══ DATASET EXCERPTS

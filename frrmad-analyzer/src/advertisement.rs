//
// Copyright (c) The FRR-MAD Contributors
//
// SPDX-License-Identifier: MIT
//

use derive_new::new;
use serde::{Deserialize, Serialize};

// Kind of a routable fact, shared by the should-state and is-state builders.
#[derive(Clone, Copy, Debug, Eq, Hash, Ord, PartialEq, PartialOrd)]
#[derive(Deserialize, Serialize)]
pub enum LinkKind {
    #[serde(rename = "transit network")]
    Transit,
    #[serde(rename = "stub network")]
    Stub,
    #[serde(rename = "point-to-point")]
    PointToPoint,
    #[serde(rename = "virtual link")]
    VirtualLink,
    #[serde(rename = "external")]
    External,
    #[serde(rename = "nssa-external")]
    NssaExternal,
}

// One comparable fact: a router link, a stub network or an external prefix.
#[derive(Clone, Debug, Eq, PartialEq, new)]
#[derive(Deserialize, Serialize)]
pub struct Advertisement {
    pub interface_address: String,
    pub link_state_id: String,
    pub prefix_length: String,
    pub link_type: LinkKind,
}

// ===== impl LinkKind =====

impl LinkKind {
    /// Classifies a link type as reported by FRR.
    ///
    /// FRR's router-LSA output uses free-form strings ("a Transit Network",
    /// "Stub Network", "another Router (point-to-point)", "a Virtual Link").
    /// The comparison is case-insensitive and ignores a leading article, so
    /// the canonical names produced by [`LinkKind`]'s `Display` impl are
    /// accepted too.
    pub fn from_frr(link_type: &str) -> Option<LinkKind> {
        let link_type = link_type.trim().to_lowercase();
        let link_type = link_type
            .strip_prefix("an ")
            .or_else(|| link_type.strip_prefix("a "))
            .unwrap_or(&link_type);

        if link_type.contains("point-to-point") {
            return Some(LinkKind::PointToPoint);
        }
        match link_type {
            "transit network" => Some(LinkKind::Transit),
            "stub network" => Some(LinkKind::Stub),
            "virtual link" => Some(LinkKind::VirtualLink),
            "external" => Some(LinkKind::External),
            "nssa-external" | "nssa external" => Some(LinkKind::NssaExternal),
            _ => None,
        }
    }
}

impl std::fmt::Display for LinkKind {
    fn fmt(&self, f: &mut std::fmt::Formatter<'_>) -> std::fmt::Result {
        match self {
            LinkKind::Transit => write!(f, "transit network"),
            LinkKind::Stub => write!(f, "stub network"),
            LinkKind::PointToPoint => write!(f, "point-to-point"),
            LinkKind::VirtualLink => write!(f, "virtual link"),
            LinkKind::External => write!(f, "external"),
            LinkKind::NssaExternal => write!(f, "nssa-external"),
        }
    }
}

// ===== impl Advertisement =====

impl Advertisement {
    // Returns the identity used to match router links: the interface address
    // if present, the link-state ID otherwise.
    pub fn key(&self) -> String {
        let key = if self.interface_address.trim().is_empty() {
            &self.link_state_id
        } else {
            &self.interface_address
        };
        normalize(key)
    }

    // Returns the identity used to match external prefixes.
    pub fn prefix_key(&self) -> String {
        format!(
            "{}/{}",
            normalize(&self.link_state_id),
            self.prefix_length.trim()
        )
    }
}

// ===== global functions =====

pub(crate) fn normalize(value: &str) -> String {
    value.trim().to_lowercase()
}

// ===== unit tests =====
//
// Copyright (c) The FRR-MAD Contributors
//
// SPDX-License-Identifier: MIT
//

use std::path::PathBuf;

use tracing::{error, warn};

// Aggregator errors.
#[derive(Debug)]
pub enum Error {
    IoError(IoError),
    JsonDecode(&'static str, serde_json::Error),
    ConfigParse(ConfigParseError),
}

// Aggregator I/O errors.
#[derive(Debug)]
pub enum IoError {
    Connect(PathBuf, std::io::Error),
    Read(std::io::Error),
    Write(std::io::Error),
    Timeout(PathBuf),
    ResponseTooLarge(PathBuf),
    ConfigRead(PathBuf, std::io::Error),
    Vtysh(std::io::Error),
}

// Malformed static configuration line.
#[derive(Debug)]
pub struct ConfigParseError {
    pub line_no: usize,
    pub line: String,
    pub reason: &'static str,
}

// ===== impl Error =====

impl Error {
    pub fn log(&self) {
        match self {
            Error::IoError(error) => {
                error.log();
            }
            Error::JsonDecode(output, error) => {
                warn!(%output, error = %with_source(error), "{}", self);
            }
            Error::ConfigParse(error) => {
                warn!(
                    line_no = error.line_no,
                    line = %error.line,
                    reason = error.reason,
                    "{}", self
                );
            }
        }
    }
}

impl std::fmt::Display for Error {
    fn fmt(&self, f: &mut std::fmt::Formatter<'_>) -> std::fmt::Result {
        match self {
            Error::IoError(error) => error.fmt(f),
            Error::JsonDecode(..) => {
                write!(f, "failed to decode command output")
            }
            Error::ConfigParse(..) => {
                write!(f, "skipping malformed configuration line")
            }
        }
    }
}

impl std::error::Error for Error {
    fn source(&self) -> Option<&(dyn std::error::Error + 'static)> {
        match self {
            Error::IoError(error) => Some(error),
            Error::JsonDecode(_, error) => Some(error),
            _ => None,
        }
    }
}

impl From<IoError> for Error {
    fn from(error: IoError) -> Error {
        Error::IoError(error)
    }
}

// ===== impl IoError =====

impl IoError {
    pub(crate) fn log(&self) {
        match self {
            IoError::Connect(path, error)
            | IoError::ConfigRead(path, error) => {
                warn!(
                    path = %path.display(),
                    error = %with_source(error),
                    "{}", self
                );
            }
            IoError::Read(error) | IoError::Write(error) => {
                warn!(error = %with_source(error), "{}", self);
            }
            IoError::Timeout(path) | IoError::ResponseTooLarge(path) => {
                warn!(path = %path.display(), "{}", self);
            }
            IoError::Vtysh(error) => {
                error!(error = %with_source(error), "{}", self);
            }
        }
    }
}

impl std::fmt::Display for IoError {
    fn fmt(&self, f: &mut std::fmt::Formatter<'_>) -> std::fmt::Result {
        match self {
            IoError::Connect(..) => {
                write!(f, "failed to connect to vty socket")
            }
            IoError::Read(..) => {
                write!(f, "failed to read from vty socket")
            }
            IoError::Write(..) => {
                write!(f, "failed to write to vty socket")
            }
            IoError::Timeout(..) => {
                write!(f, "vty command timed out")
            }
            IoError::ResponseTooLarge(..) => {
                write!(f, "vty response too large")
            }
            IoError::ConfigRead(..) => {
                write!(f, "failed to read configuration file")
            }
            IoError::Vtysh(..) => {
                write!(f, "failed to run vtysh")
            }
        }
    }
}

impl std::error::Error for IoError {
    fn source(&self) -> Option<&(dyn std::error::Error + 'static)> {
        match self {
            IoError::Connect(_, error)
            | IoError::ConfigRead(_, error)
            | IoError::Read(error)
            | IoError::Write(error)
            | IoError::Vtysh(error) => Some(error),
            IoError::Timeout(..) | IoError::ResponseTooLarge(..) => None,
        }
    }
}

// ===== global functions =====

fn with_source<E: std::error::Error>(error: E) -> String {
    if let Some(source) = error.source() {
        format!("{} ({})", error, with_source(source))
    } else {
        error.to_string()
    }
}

════

EXERCISE GOAL – Lines that contain "static" are to be copied from the records above.

RESPONSE AREA –
    JsonDecode(&'static str, serde_json::Error),
// Malformed static configuration line.
    pub reason: &'static str,
    fn source(&self) -> Option<&(dyn std::error::Error + 'static)> {
    fn source(&self) -> Option<&(dyn std::error::Error + 'static)> {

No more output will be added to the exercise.